2. Resin Bonded Bridges -- The resin bonded is primarily used for your front teeth. Less expensive, this bridge is best used when the abutment teeth are healthy and don't have large fillings. The false tooth is fused to metal bands that are bonded to the abutment teeth with a resin, which is hidden from view. This type of bridge reduces the amount of preparation on the adjacent teeth. Resin bonded or "Maryland" bridge, primarily used for the front teeth.

3. Cantilever Bridges -- In areas of your mouth that are under less stress, such as your front teeth, a cantilever bridge may be used. Cantilever bridges are used when there are teeth on only one side of the open space. This procedure involves anchoring the false tooth to one side over one or more natural and adjacent teeth.

Clasps and metal

If you are an appropriate candidate, a porcelain bridge can look as natural as (or in many cases better than) your own teeth, in color and shape, in proportion and alignment, with no clasps or metal appearance. Some bridges are designed with a metal support structure or a metal lining, covered with porcelain (porcelain-fused-to-metal or PFM). At one point in time, most restorations were made this way. When placed, they usually can often look opaque or "flat" because they do not let light pass through like a natural tooth. There can also be a tell-tale dark band showing through the teeth or showing next to the gum-line that is undesirable (often the darkness invades the adjacent gum tissue as an adverse reaction). All-porcelain bridge restorations are what we chose to use unless there is a compelling reason otherwise. Again, when properly seated, they are virtually as strong or stronger than their metal predecessor. And the appearance can be identical to a natural tooth, allowing light to pass through (referred to as translucency).

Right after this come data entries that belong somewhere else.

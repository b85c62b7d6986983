//! GPU load throttle for the bridge path.
//!
//! Every `period` frames the dispatch is bracketed by timestamp queries. The
//! result is read back `read_delay` frames later so the render thread never
//! stalls on the GPU. When the measured time exceeds the threshold on
//! consecutive readings while the GPU is busy, dispatches are bypassed until
//! system GPU utilisation falls back to a recovery floor.
//!
//! The state machine only talks to the GPU through [`GpuTimer`] and
//! [`UsageSampler`], so it runs unchanged against fakes in tests.

use tracing::{debug, info};

/// Tuning for [`Throttle`].
#[derive(Clone, Debug, PartialEq)]
pub struct ThrottleConfig {
    /// Frames between timing windows.
    pub period: u64,
    /// Frames to skip after start-up before the first timing window.
    pub warmup: u64,
    /// Frames to wait after a timing window before reading it back.
    pub read_delay: u64,
    /// Kernel time in milliseconds above which a reading counts as excess.
    pub excess_ms: f64,
    /// Consecutive excess readings that trigger the bypass.
    pub excess_count: u32,
    /// How far utilisation must fall below the peak before recovering.
    pub recovery_drop: f64,
    /// Lowest recovery floor.
    pub recovery_min: f64,
}

impl Default for ThrottleConfig {
    fn default() -> Self {
        Self {
            period: 120,
            warmup: 60,
            read_delay: 8,
            excess_ms: 4.0,
            excess_count: 2,
            recovery_drop: 0.20,
            recovery_min: 0.50,
        }
    }
}

/// Outcome of polling the timestamp queries.
#[derive(Clone, Copy, Debug, PartialEq)]
pub enum TimerReading {
    /// The GPU has not produced the data yet.
    NotReady,
    /// The GPU clock changed during the window; the reading is meaningless.
    Disjoint,
    /// Time between the start and end timestamps, in milliseconds.
    Elapsed(f64),
}

/// Timestamp queries around a dispatch.
pub trait GpuTimer {
    /// Open the disjoint window and record the start timestamp.
    fn begin(&mut self);
    /// Record the end timestamp and close the disjoint window.
    fn end(&mut self);
    /// Poll the last window without blocking.
    fn read(&mut self) -> TimerReading;
}

/// Source of system-wide GPU utilisation.
pub trait UsageSampler {
    /// Sum of per-engine utilisation percentages, or `None` when no sample is
    /// available yet. Must never block.
    fn sample(&mut self) -> Option<f64>;
}

/// Milliseconds between two GPU timestamps ticking at `frequency` Hz.
pub fn elapsed_ms(start: u64, end: u64, frequency: u64) -> f64 {
    if frequency == 0 {
        return 0.0;
    }
    end.saturating_sub(start) as f64 / frequency as f64 * 1000.0
}

/// Frame counter and the pending timing window.
#[derive(Clone, Copy, Debug, Default, PartialEq, Eq)]
pub struct TimingCycle {
    pub frame: u64,
    pub read_pending: bool,
    pub end_frame: u64,
}

impl TimingCycle {
    /// Whether the current frame opens a timing window.
    pub fn is_timing_frame(&self, config: &ThrottleConfig) -> bool {
        !self.read_pending && self.frame > config.warmup && self.frame % config.period == 0
    }

    /// Whether the pending window is old enough to be read back.
    pub fn is_read_due(&self, config: &ThrottleConfig) -> bool {
        self.read_pending && self.frame - self.end_frame >= config.read_delay
    }

    pub fn is_sample_frame(&self, config: &ThrottleConfig) -> bool {
        self.frame % config.period == 0
    }
}

/// Excess tracking and the bypass flag.
#[derive(Clone, Debug, Default, PartialEq)]
pub struct ThrottleState {
    pub excess: u32,
    pub bypass: bool,
    pub elapsed_ms: f64,
    pub latest_usage: f64,
    pub peak_usage: f64,
    /// Utilisation at or below which the bypass clears. `None` when inactive.
    pub recovery_floor: Option<f64>,
}

impl ThrottleState {
    /// Store a utilisation sample and clear the bypass if it reached the floor.
    pub fn record_usage(&mut self, usage: f64) {
        self.latest_usage = usage;
        if let Some(floor) = self.recovery_floor {
            if usage <= floor {
                info!("GPU usage {usage:.2} at or below {floor:.2}, resuming compute");
                self.recovery_floor = None;
                self.bypass = false;
            }
        }
    }

    /// Store a kernel time and evaluate it against the latest utilisation.
    pub fn record_elapsed(&mut self, elapsed_ms: f64, config: &ThrottleConfig) {
        self.elapsed_ms = elapsed_ms;

        if elapsed_ms <= config.excess_ms || self.latest_usage <= 0.0 {
            self.excess = 0;
            return;
        }

        self.excess += 1;
        debug!(
            "Excess GPU time {elapsed_ms:.3} ms at usage {:.2} ({}/{})",
            self.latest_usage, self.excess, config.excess_count
        );
        if self.excess >= config.excess_count {
            self.peak_usage = self.latest_usage;
            let floor = (self.peak_usage - config.recovery_drop).max(config.recovery_min);
            info!(
                "GPU usage {:.2} too high, bypassing compute until {floor:.2}",
                self.peak_usage
            );
            self.recovery_floor = Some(floor);
            self.bypass = true;
            self.excess = 0;
        }
    }
}

/// Per-frame throttle wrapped around one dispatch.
///
/// A dispatch calls [`admit`](Self::admit) first. When admitted it calls
/// [`begin`](Self::begin) before and [`finish`](Self::finish) after the
/// kernel. A dispatch that fails in between does not advance the frame.
pub struct Throttle<T, S> {
    config: ThrottleConfig,
    timer: T,
    sampler: S,
    cycle: TimingCycle,
    state: ThrottleState,
}

impl<T: GpuTimer, S: UsageSampler> Throttle<T, S> {
    pub fn new(timer: T, sampler: S) -> Self {
        Self::with_config(ThrottleConfig::default(), timer, sampler)
    }

    pub fn with_config(config: ThrottleConfig, timer: T, sampler: S) -> Self {
        Self {
            config,
            timer,
            sampler,
            cycle: TimingCycle::default(),
            state: ThrottleState::default(),
        }
    }

    /// Returns `false` while bypassed. A bypassed frame still counts, and
    /// every `period` frames it samples utilisation to look for recovery.
    pub fn admit(&mut self) -> bool {
        if !self.state.bypass {
            return true;
        }
        if self.cycle.is_sample_frame(&self.config) {
            self.sample_usage();
        }
        self.cycle.frame += 1;
        false
    }

    /// Open a timing window if this frame is a timing frame.
    pub fn begin(&mut self) {
        if self.cycle.is_timing_frame(&self.config) {
            self.timer.begin();
        }
    }

    /// Close the timing window, read back an earlier one if due, and advance
    /// the frame.
    ///
    /// The window is gated on the same frame test as [`begin`](Self::begin),
    /// so it spans exactly one dispatch.
    pub fn finish(&mut self) {
        if self.cycle.is_timing_frame(&self.config) {
            self.timer.end();
            self.cycle.read_pending = true;
            self.cycle.end_frame = self.cycle.frame;
        }

        if self.cycle.is_read_due(&self.config) {
            match self.timer.read() {
                TimerReading::NotReady => {}
                TimerReading::Disjoint => {
                    debug!("Disjoint GPU timestamps, discarding");
                    self.cycle.read_pending = false;
                }
                TimerReading::Elapsed(ms) => {
                    self.sample_usage();
                    self.state.record_elapsed(ms, &self.config);
                    self.cycle.read_pending = false;
                }
            }
        }

        self.cycle.frame += 1;
    }

    fn sample_usage(&mut self) {
        if let Some(usage) = self.sampler.sample() {
            self.state.record_usage(usage);
        }
    }

    pub fn is_bypassed(&self) -> bool {
        self.state.bypass
    }

    /// Kernel time of the last completed timing window, in milliseconds.
    pub fn gpu_time_ms(&self) -> f64 {
        self.state.elapsed_ms
    }

    pub fn latest_usage(&self) -> f64 {
        self.state.latest_usage
    }

    pub fn peak_usage(&self) -> f64 {
        self.state.peak_usage
    }

    /// Active recovery floor, or 0 when not bypassed.
    pub fn recovery_usage(&self) -> f64 {
        self.state.recovery_floor.unwrap_or(0.0)
    }

    pub fn frame(&self) -> u64 {
        self.cycle.frame
    }

    pub fn config(&self) -> &ThrottleConfig {
        &self.config
    }

    pub fn state(&self) -> &ThrottleState {
        &self.state
    }

    pub fn cycle(&self) -> &TimingCycle {
        &self.cycle
    }

    pub fn timer(&self) -> &T {
        &self.timer
    }
}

Alternative tooth replacement options

The two primary tooth replacement options in addition to bridges include:

  • Dental implants-A permanent, full tooth replacement option, dental implants provide the most complete and natural looking solution for tooth replacement.

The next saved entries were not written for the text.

//! DX9 bridge against producer textures shared from a second device.
#![cfg(target_os = "windows")]

use dx_interop::dx11::{
    create_texture, read_pixels, shared_handle, wait, DeviceManager, TextureUsage,
};
use dx_interop::{DxgiFormat, TextureDescriptor};
use dx_shaders::Dx9Bridge;
use windows::Win32::Foundation::HANDLE;
use windows::Win32::Graphics::Direct3D11::ID3D11Texture2D;

/// A texture shared by another device, kept alive for the test.
struct Producer {
    _devices: DeviceManager,
    _texture: ID3D11Texture2D,
    handle: HANDLE,
}

fn producer(format: DxgiFormat, width: u32, height: u32, data: &[u8]) -> Producer {
    let mut devices = DeviceManager::new();
    devices.open(None, None).expect("no D3D11 device");
    let desc = TextureDescriptor::new(format, width, height);
    let texture = create_texture(
        devices.device().unwrap(),
        desc,
        TextureUsage::shared_compute(),
        Some(data),
    )
    .unwrap();
    wait(devices.device().unwrap(), devices.context().unwrap());
    let handle = shared_handle(&texture).unwrap();
    Producer {
        _devices: devices,
        _texture: texture,
        handle,
    }
}

fn rgba_pattern(width: u32, height: u32) -> Vec<u8> {
    (0..width * height)
        .flat_map(|i| [(i % 251) as u8, (i / 3) as u8, 200, 255])
        .collect()
}

#[test]
fn null_handle_yields_nothing() {
    let mut bridge = Dx9Bridge::new();
    assert_eq!(bridge.bridge(HANDLE::default(), 640, 360), None);
    assert!(bridge.device().is_none());
}

#[test]
fn bgra_producer_is_passed_through() {
    let data = vec![128u8; 64 * 32 * 4];
    let p = producer(DxgiFormat::B8G8R8A8_UNORM, 64, 32, &data);
    let mut bridge = Dx9Bridge::new();

    assert_eq!(bridge.bridge(p.handle, 64, 32), Some(p.handle));
    assert_eq!(bridge.producer_format(), DxgiFormat::B8G8R8A8_UNORM);
    assert_eq!(bridge.bridge(p.handle, 64, 32), Some(p.handle));
    assert_eq!(bridge.shaders().dispatch_count(), 0);
    assert!(bridge.copy_texture().is_none());
}

#[test]
fn rgba_producer_gets_a_bgra_copy() {
    let (w, h) = (96, 54);
    let data = rgba_pattern(w, h);
    let p = producer(DxgiFormat::R8G8B8A8_UNORM, w, h, &data);
    let mut bridge = Dx9Bridge::new();

    let handle = bridge.bridge(p.handle, w, h).unwrap();
    assert_ne!(handle, p.handle);
    assert_eq!(bridge.producer_format(), DxgiFormat::R8G8B8A8_UNORM);

    let copy = bridge.copy_texture().unwrap().clone();
    assert_eq!(
        TextureDescriptor::of(&copy),
        TextureDescriptor::new(DxgiFormat::B8G8R8A8_UNORM, w, h)
    );

    let got = read_pixels(bridge.device().unwrap(), bridge.context().unwrap(), &copy).unwrap();
    let expected: Vec<u8> = data
        .chunks_exact(4)
        .flat_map(|p| [p[2], p[1], p[0], p[3]])
        .collect();
    assert_eq!(got, expected);

    // Same handle again still copies, into the same texture.
    assert_eq!(bridge.bridge(p.handle, w, h), Some(handle));
    assert_eq!(bridge.shaders().dispatch_count(), 2);
}

#[test]
fn copy_texture_follows_the_requested_size() {
    let data = rgba_pattern(64, 64);
    let p = producer(DxgiFormat::R8G8B8A8_UNORM, 64, 64, &data);
    let mut bridge = Dx9Bridge::new();

    bridge.bridge(p.handle, 64, 64).unwrap();
    bridge.bridge(p.handle, 32, 16).unwrap();
    let copy = bridge.copy_texture().unwrap();
    assert_eq!(TextureDescriptor::of(copy).width, 32);
    assert_eq!(TextureDescriptor::of(copy).height, 16);
}

#[test]
fn force_copy_copies_bgra_too() {
    let data = vec![7u8; 16 * 16 * 4];
    let p = producer(DxgiFormat::B8G8R8A8_UNORM, 16, 16, &data);
    let mut bridge = Dx9Bridge::new();
    bridge.set_force_copy(true);

    let handle = bridge.bridge(p.handle, 16, 16).unwrap();
    assert_ne!(handle, p.handle);
    assert_eq!(bridge.shaders().dispatch_count(), 1);
    assert!(bridge.throttle().is_some());
}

  • Full or partial dentures-Dentures, either full or partial, offer a minimally invasive tooth replacement option for the visible or upper portion of the tooth. Unlike dental bridges, dentures are removable.

Caring For Your Dental Bridge

A dental bridge depends on the health of the adjacent teeth and gums for support. To care for your bridge, brush and floss normally after each meal.

Superfloss and floss threaders are effective tools for keeping the area under your bridge plaque-free. Superfloss has a stiff end that helps in threading it through tight areas and a fuzzy tufted segment that can remove plaque as you floss. Insert the superfloss under the bridge and use it to floss the sides of the teeth and under the bridge. Floss threaders also aid in removing plaque. Pull out about 18 inches of floss, insert it through the floss threader, and then use the threader to insert the floss under your bridge. Floss to remove food particles and plaque from the sides of the teeth and under the bridge. Use the same procedure to care for your temporary bridge, being careful not to dislodge it as you brush and floss. If it does come loose, gently re-attach it; call your dentist if your temporary bridge frequently comes loose.